More ideas about the future
For our first column, we asked several prominent members of the digital library community to identify an issue that is not getting sufficient attention from researchers. Here's what you thought about what they told us.
I would like to respond to James Michalko's retrospective capture of content.
I fully realize that we as the keepers of the nation's treasures, both in national libraries and academic settings, should try to develop standards and education so that our treasures will be maintained. But there is a segment of the literature that also needs to be "captured" in electronic form, our indexes and abstracting sources. Most of these unique tools are available in electronic form back to the early 1970s. However, many if not all extend back to the early 1930s and 40s. This period of indexing is apparently not being considered for conversion. If so, I have heard no report to tell me which indexes are under consideration.

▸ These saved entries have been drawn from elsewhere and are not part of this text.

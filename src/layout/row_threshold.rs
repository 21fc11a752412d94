//! Adaptive "same row" tolerance.
//!
//! The tolerance follows the typical text size on the page: the median ink
//! height of all text-bearing shapes, scaled by a small factor so text boxes
//! of the same nominal size but slightly different baselines still match.
//! The median keeps one oversized decorative element from inflating it.

use crate::layout::placed::PlacedShape;
use crate::pipeline::config::AdaptiveThresholdConfig;

/// Estimate the row threshold (points) for a set of shapes.
///
/// Returns `config.fallback` when no shape has a positive text height.
/// Otherwise `median * config.multiplier`, clamped into
/// `[config.min_threshold, config.max_threshold]`. The median is the element
/// at index `len / 2` of the sorted heights (no interpolation).
///
/// # Examples
///
/// ```
/// use shape_order::layout::{row_threshold, PlacedShape};
/// use shape_order::pipeline::AdaptiveThresholdConfig;
/// use shape_order::shape::SlideShape;
///
/// let shapes = vec![
///     SlideShape::new(1, 0.0, 0.0, 100.0, 40.0).with_content(0.0, 0.0, 90.0, 20.0),
///     SlideShape::new(2, 0.0, 50.0, 100.0, 40.0).with_content(0.0, 0.0, 90.0, 20.0),
/// ];
/// let placed = PlacedShape::measure_all(&shapes);
/// let t = row_threshold(&placed, &AdaptiveThresholdConfig::default());
/// assert!((t - 26.0).abs() < 1e-4);
/// ```
pub fn row_threshold(shapes: &[PlacedShape], config: &AdaptiveThresholdConfig) -> f32 {
    let mut heights: Vec<f32> = shapes
        .iter()
        .filter_map(|s| s.content_height)
        .filter(|h| h.is_finite() && *h > 0.0)
        .collect();

    if heights.is_empty() {
        log::debug!(
            "Adaptive row threshold: no text heights, using fallback {:.1}",
            config.fallback
        );
        return config.fallback;
    }

    heights.sort_by(|a, b| a.total_cmp(b));
    let median = heights[heights.len() / 2];

    let threshold = (median * config.multiplier)
        .max(config.min_threshold)
        .min(config.max_threshold);

    log::debug!(
        "Adaptive row threshold: median={:.1}, threshold={:.1} (samples={})",
        median,
        threshold,
        heights.len()
    );

    threshold
}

I work daily with the life sciences indexes. Biological Abstracts is available back to 1984 (perhaps into 1970s), CAB to 1973, Agricola to 1970. Is there any funded program for carrying BA back to 1926? And Agricola back to 1942? The UK should be concentrating on Commonwealth Agricultural Bureaux (CAB) indexes, some of which date back to 1932.
Information that is not in the most current format may be, in large part, lost to the research community. Let's find a way to fund a retrospective capture of at least one of these indexing sources as soon as possible!